I have a confession to make, I have a mistress (and here, if my wife reads me, I am ruined..), a mistress with whom I have been having relations for almost half a century (and how do you not get tired?... you will ask me...), a mistress who has never betrayed my expectations, who always has surprises in store for me (pleasant, eh... a mistress can't reprimand you or incuporate you as if she were a wife..). I went to see her again last week, confident that this time too she would be ready for my cravings, willing to open up and give me everything I would ask of her... and this last time I was fulfilled even more than usual, if possible, in my most difficult desires and fantasies....
My mistress's name is Paris (if my wife has read this far, fine, if not, if she has stopped at the first few lines I am ruined... tonight when I get home I will find the suitcases outside the door...), and the incredible surprise she gave me this time consists in her giving me this very splendid, very brilliant, very precious and very unobtainable Louis XV in the mythical Green Alps marble... You don't find them, of fireplaces in Verde Alpi, and when perhaps one is found it is decidedly unlikely to be a “simple” Pompadour. This fact (excuse the long-windedness, but some things have to be explained...) depends on the cost of this marble in the nineteenth century, a cost that was HIGH due to the fact that its quarrying could only be done in a period of 30 days a year (try you, without modern means, to quarry marble at 20 degrees below zero, in the mountains, among rocks and ice..) and so, given its enormous nineteenth-century cost, with Verde Alpi at that time only fireplaces were made on very important commissions, or this same marble was used to make “encrustations” (small insertions) on fireplaces built in less expensive marbles... in short, a few “bits” of it were used to ennoble a less important fireplace.
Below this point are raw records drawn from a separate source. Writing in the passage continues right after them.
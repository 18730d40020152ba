//! Paginated folder listing and search, guarded against session expiry.

use serde::Deserialize;
use serde::de::DeserializeOwned;
use tracing::{debug, warn};

use super::client::{CloudClient, res_code_ok};
use super::error::{CloudError, Result};
use super::node::{FileHandle, RawEntry};
use super::transport::ApiRequest;

/// Entries requested per page
pub const PAGE_SIZE: usize = 100;

const MEDIA_TYPE_ALL: u8 = 0;
const INVALID_SESSION: &str = "InvalidSessionKey";

/// One page of a listing
#[derive(Debug, Default)]
pub struct Page {
    /// Total entry count the service reports for the whole folder
    pub count: usize,
    pub entries: Vec<FileHandle>,
    /// Raw folder and file records on this page, including ones dropped
    /// for lacking an id or name
    pub received: usize,
}

impl Page {
    fn from_raw(count: usize, folders: Vec<RawEntry>, files: Vec<RawEntry>) -> Self {
        let received = folders.len() + files.len();
        let entries = folders
            .into_iter()
            .filter_map(|f| f.into_handle(true))
            .chain(files.into_iter().filter_map(|f| f.into_handle(false)))
            .collect();
        Self {
            count,
            entries,
            received,
        }
    }
}

#[derive(Debug, Default, Deserialize)]
struct FileListAo {
    #[serde(default)]
    count: usize,
    #[serde(default, rename = "fileList")]
    files: Vec<RawEntry>,
    #[serde(default, rename = "folderList")]
    folders: Vec<RawEntry>,
}

#[derive(Debug, Deserialize)]
struct ListResp {
    #[serde(default, rename = "res_code")]
    code: Option<serde_json::Value>,
    #[serde(default, rename = "fileListAo")]
    data: FileListAo,
}

#[derive(Debug, Deserialize)]
struct SearchResp {
    #[serde(default, rename = "res_code")]
    code: Option<serde_json::Value>,
    #[serde(default)]
    count: usize,
    #[serde(default, rename = "fileList")]
    files: Vec<RawEntry>,
    #[serde(default, rename = "folderList")]
    folders: Vec<RawEntry>,
}

#[derive(Debug, Deserialize)]
struct ErrorResp {
    #[serde(default, rename = "errorCode")]
    error_code: Option<String>,
}

impl ErrorResp {
    fn is_invalid_session(&self) -> bool {
        self.error_code.as_deref() == Some(INVALID_SESSION)
    }
}

/// A listing body; a missing code field means the body is an error object
trait ListingBody: DeserializeOwned {
    fn code(&self) -> Option<&serde_json::Value>;
    fn into_page(self) -> Page;
}

impl ListingBody for ListResp {
    fn code(&self) -> Option<&serde_json::Value> {
        self.code.as_ref()
    }

    fn into_page(self) -> Page {
        Page::from_raw(self.data.count, self.data.folders, self.data.files)
    }
}

impl ListingBody for SearchResp {
    fn code(&self) -> Option<&serde_json::Value> {
        self.code.as_ref()
    }

    fn into_page(self) -> Page {
        Page::from_raw(self.count, self.folders, self.files)
    }
}

impl CloudClient {
    /// List every entry of a folder, starting at `start_page` (1-based)
    pub async fn list(&self, folder_id: &str, start_page: usize) -> Result<Vec<FileHandle>> {
        self.collect_pages::<ListResp, _>(folder_id, start_page, |page| {
            self.list_request(folder_id, page)
        })
        .await
    }

    /// Fetch a single listing page
    pub async fn list_page(&self, folder_id: &str, page: usize) -> Result<Page> {
        self.fetch_page::<ListResp>(self.list_request(folder_id, page))
            .await
    }

    /// Search a folder for entries whose name matches `name`
    pub async fn search(
        &self,
        folder_id: &str,
        name: &str,
        recursive: bool,
    ) -> Result<Vec<FileHandle>> {
        let build = |page: usize| {
            ApiRequest::get(self.web_api("/api/open/file/searchFiles.action"))
                .param("noCache", rand::random::<f64>())
                .param("folderId", folder_id)
                .param("pageNum", page)
                .param("pageSize", PAGE_SIZE)
                .param("filename", name)
                .param("recursive", if recursive { "1" } else { "0" })
                .param("iconOption", 5)
                .param("descending", true)
                .param("orderBy", "lastOpTime")
        };

        self.collect_pages::<SearchResp, _>(folder_id, 1, build)
            .await
    }

    fn list_request(&self, folder_id: &str, page: usize) -> ApiRequest {
        ApiRequest::get(self.web_api("/api/open/file/listFiles.action"))
            .param("folderId", folder_id)
            .param("pageNum", page)
            .param("pageSize", PAGE_SIZE)
            .param("iconOption", 5)
            .param("descending", true)
            .param("orderBy", "lastOpTime")
            .param("mediaType", MEDIA_TYPE_ALL)
    }

    async fn collect_pages<B, F>(
        &self,
        folder_id: &str,
        start_page: usize,
        build: F,
    ) -> Result<Vec<FileHandle>>
    where
        B: ListingBody,
        F: Fn(usize) -> ApiRequest,
    {
        let start_page = start_page.max(1);
        let skipped = (start_page - 1) * PAGE_SIZE;

        let mut result = Vec::new();
        let mut page = start_page;
        for _ in 0..self.options.max_pages {
            let Page {
                count,
                entries,
                received,
            } = self.fetch_page::<B>(build(page)).await?;
            result.extend(entries);

            if received == 0 || skipped + result.len() >= count {
                debug!(
                    "Listed folder {}: {} entries over {} page(s)",
                    folder_id,
                    result.len(),
                    page - start_page + 1
                );
                return Ok(result);
            }
            page += 1;
        }

        Err(CloudError::PageLimit {
            folder_id: folder_id.to_string(),
            max_pages: self.options.max_pages,
        })
    }

    /// Send a listing request, re-authenticating and replaying it when the
    /// service reports an invalid session
    async fn fetch_page<B: ListingBody>(&self, request: ApiRequest) -> Result<Page> {
        let mut attempts = 0;
        loop {
            let response = self.transport.send(request.clone()).await?;
            let body = response.text();

            let parsed = match serde_json::from_str::<B>(&body).ok() {
                Some(parsed) if parsed.code().is_some() => {
                    if res_code_ok(parsed.code()) {
                        return Ok(parsed.into_page());
                    }
                    if self.options.lenient_listing {
                        debug!("Rejected listing treated as empty: {}", body);
                        return Ok(Page::default());
                    }
                    return Err(CloudError::protocol("listing rejected", body));
                }
                other => other,
            };

            let expired = serde_json::from_str::<ErrorResp>(&body)
                .map(|e| e.is_invalid_session())
                .unwrap_or(false);
            if expired {
                if attempts >= self.options.max_session_retries {
                    return Err(CloudError::SessionExpired { attempts });
                }
                attempts += 1;
                warn!(
                    "Session expired, re-authenticating ({}/{})",
                    attempts, self.options.max_session_retries
                );
                self.auth.refresh_session().await?;
                continue;
            }

            if self.options.lenient_listing {
                debug!("Unrecognized listing body treated as empty: {}", body);
                return Ok(parsed.map(ListingBody::into_page).unwrap_or_default());
            }

            return Err(CloudError::protocol("unexpected listing response", body));
        }
    }
}
async fn run(command: Command, client: CloudClient) -> Result<()> {
    match command {
        Command::Ls { path } => ls(&client, &path).await,
        Command::Stat { paths } => {
            stat(&client, &paths).await;
            Ok(())
        }
        Command::Search {
            path,
            name,
            recursive,
        } => search(&client, &path, &name, recursive).await,
        Command::Up {
            remote_dir,
            locals,
            max_concurrent,
        } => upload(client, &remote_dir, &locals, max_concurrent).await,
        Command::Dl { local_dir, paths } => download(&client, &local_dir, &paths).await,
        Command::Mkdir { paths } => {
            mkdir(&client, &paths).await;
            Ok(())
        }
        Command::Cp { paths } => {
            let (target, sources) = split_target(&paths)?;
            report_batch("copied", client.copy(sources, target).await?);
            Ok(())
        }
        Command::Mv { paths } => {
            let (target, sources) = split_target(&paths)?;
            report_batch("moved", client.move_to(sources, target).await?);
            Ok(())
        }
        Command::Rm { paths } => {
            report_batch("deleted", client.remove(&paths).await?);
            Ok(())
        }
        Command::Sign => sign(&client).await,
    }
}

fn print_entry(entry: &FileHandle) {
    if entry.is_folder {
        println!("- {}", style(&entry.name).cyan());
    } else {
        println!(
            "f {} {}",
            entry.name,
            style(format_size(entry.size.unwrap_or_default())).dim()
        );
    }
}

async fn ls(client: &CloudClient, path: &str) -> Result<()> {
    let target = client.stat(path).await?;
    if !target.is_folder {
        print_entry(&target);
        return Ok(());
    }

    for entry in client.list(&target.id, 1).await? {
        print_entry(&entry);
    }
    Ok(())
}

async fn stat(client: &CloudClient, paths: &[String]) {
    for (path, result) in client.stat_many(paths).await {
        match result {
            Ok(handle) => {
                println!("{} {}", style("✓").green(), style(path).bold());
                println!("  id:       {}", handle.id);
                println!(
                    "  type:     {}",
                    if handle.is_folder { "folder" } else { "file" }
                );
                if let Some(size) = handle.size {
                    println!("  size:     {} ({} bytes)", format_size(size), size);
                }
                if let Some(md5) = &handle.md5 {
                    println!("  md5:      {}", md5);
                }
                if let Some(modified) = &handle.modified_at {
                    println!("  modified: {}", modified);
                }
            }
            Err(e) => println!("{} {} - {}", style("✗").red(), style(path).red(), e),
        }
    }
}

async fn search(client: &CloudClient, path: &str, name: &str, recursive: bool) -> Result<()> {
    let folder = client.stat(path).await?;
    let found = client.search(&folder.id, name, recursive).await?;

    if found.is_empty() {
        println!("{}", style(format!("No match for '{}' in {}", name, path)).yellow());
    }
    for entry in &found {
        print_entry(entry);
    }
    Ok(())
}

async fn mkdir(client: &CloudClient, paths: &[String]) {
    for path in paths {
        match client.mkdir(path).await {
            Ok(folder) => println!(
                "{} {} {}",
                style("✓").green(),
                path,
                style(format!("({})", folder.id)).dim()
            ),
            Err(e) => println!("{} {} - {}", style("✗").red(), style(path).red(), e),
        }
    }
}

/// Split `cp`/`mv` arguments into the target folder and the sources
fn split_target(paths: &[String]) -> Result<(&str, &[String])> {
    match paths.split_last() {
        Some((target, sources)) if !sources.is_empty() => Ok((target.as_str(), sources)),
        _ => anyhow::bail!("expected at least one source and a target folder"),
    }
}

fn report_batch(verb: &str, outcome: BatchOutcome<'_>) {
    for (path, result) in outcome {
        match result {
            Ok(_) => println!("{} {} {}", style("✓").green(), path, style(verb).dim()),
            Err(e) => println!("{} {} - {}", style("✗").red(), style(path).red(), e),
        }
    }
}

async fn sign(client: &CloudClient) -> Result<()> {
    let result = client.sign().await?;
    if result.already_signed {
        println!("{}", style("Already signed in today").yellow());
    } else {
        println!("{}", style("Signed in").green());
    }
    println!("Bonus: {}MB", result.bonus_mb);
    Ok(())
}

async fn download(client: &CloudClient, local_dir: &Path, paths: &[String]) -> Result<()> {
    tokio::fs::create_dir_all(local_dir)
        .await
        .with_context(|| format!("Failed to create {}", local_dir.display()))?;

    let multi = MultiProgress::new();
    for (path, result) in client.stat_many(paths).await {
        let outcome = match result {
            Ok(file) => {
                let dest = local_dir.join(&file.name);
                let pb = multi.add(ProgressBar::new(0));
                pb.set_style(bar_style());
                let outcome = client.download(&file, &dest, Some(&pb)).await;
                pb.finish_and_clear();
                outcome.map(|n| (dest, n))
            }
            Err(e) => Err(e),
        };

        match outcome {
            Ok((dest, written)) => println!(
                "{} {} → {} ({})",
                style("✓").green(),
                path,
                dest.display(),
                style(format_size(written)).dim()
            ),
            Err(e) => {
                error!("Download failed for {}: {}", path, e);
                println!("{} {} - {}", style("✗").red(), style(path).red(), e);
            }
        }
    }
    Ok(())
}

fn bar_style() -> ProgressStyle {
    ProgressStyle::default_bar()
        .template("{spinner:.green} [{bar:40.cyan/blue}] {bytes}/{total_bytes} {msg}")
        .map(|bar| bar.progress_chars("#>-"))
        .unwrap_or_else(|_| ProgressStyle::default_bar())
}

/// Expand local paths into the files to upload; directories are walked
fn collect_files(locals: &[PathBuf]) -> Vec<PathBuf> {
    let mut files = Vec::new();
    for path in locals {
        if path.is_file() {
            files.push(path.clone());
        } else if path.is_dir() {
            files.extend(
                WalkDir::new(path)
                    .into_iter()
                    .filter_map(|e| e.ok())
                    .filter(|e| e.file_type().is_file())
                    .map(|e| e.into_path()),
            );
        } else {
            warn!("Path does not exist: {}", path.display());
            println!(
                "{} {} {}",
                style("⚠").yellow(),
                style(path.display()).yellow(),
                style("(not found)").dim()
            );
        }
    }
    files
}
Instead, in this case we have a fireplace built entirely of precious Green Alps marble. not only that: said fireplace was made with marble slabs very (indeed, perfectly) homogeneous with each other (which does not always happen, in fact, it almost never happens..), without regard to its thicknesses and the quality (and quality costs..) of its polishing, in short, we are really faced with an “Excellence”..
It's been at least a decade since I've seen (and owned..) one like it, despite the fact that we continually, and all over Europe, search for such fireplaces and such color (sought after by women and architects..).
Well, I have written the novelette, surely only one in a thousand of you will have reached the end of my rant, and I thank this patient gentleman by proposing said fireplace more or less at the normal price of such a model in “beautiful” color, despite the fact that here we are in front of a marble and a “stunning” color...
Parisian provenance, perfect preservation, great lady's patina, 1860-80s period.